More research needed for medical marijuana

The Daily Item

— Our state legislators have been charged with making a major decision about whether to legalize marijuana, either for recreational or medical use, and this may cause a dilemma for them. Marijuana may not be as benign as some members of the media claim it is.

There are 111 million people in the United States who have tried it, 30 million use it occasionally and 11 million use it every day. There is a potential for addiction, one in 11 adults and one out of six teens who use marijuana become addicted.

Marijuana use can cause respiratory inflammation and potentially chronic obstructive pulmonary disease.

But, the most important problem with marijuana may be the changes it causes to take place in the brain. With improved technology, MRIs and functional MRIs, the change can be measured and brain damage and/or atrophy can be seen with marijuana use. When I treat those individuals who have been addicted and have received treatment, even after being sober for several years, many still have difficulty solving math problems and relate that they have never recovered their prior abilities. Marijuana makes a lot of people dream dreams and do nothing. Lack of motivation to accomplish goals is evident in many people who use marijuana on a daily basis.

There has been much debate on the medical use of marijuana. Most of the diseases cited are better treated with other therapies. However, there are seizure disorders in children that have been improved by the use of a unique type of marijuana, more specifically, a certain chemical in that type of marijuana.

There are 365 different chemicals in marijuana and more research must be done to see what is helpful and what may be dangerous.
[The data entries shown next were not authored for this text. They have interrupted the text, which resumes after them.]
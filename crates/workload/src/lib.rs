//! Workload generation for kvparity
//!
//! - [`RunState`]: seeded generator state and keyspace model
//! - [`next_batch`]: deterministic batch generation
//! - [`DeviationController`]: decides when a run has done enough

#![warn(missing_docs)]
#![warn(clippy::all)]

pub mod deviation;
pub mod generator;
pub mod run_state;

pub use deviation::{
    converged, validate_target, DeviationController, DeviationMetric, DidNotConverge, StopReason,
};
pub use generator::{next_batch, JSON_COUNTER_PATH};
pub use run_state::{key_name, KeySlot, RunState};
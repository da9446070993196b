//! In-process key-value server for tests
//!
//! [`MemoryServer`] binds an ephemeral loopback port and speaks RESP2/RESP3
//! for the command subset the engine issues: connection management, keyspace
//! enumeration, TTLs and the typed string/list/set/hash/zset/JSON commands.
//! Expired keys are removed lazily on access.
//!
//! ```ignore
//! let server = MemoryServer::start().await?;
//! let endpoint = server.endpoint();
//! ```

#![warn(missing_docs)]

pub mod commands;
pub mod server;
pub mod store;

pub use server::{MemoryServer, ServerOptions};
pub use store::{Entry, Store, Value};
The AMA has asked the federal legislature to change the FDA class from Schedule I to Schedule II so that more research can be done according to evidence based research.

Using marijuana may be your personal preference, driving is your personal preference, but when you put the two together, it becomes mine and everybody else’s problem on the roadways. We, as a society, must make decisions that can help our citizens rather than hurt them. More research must be done.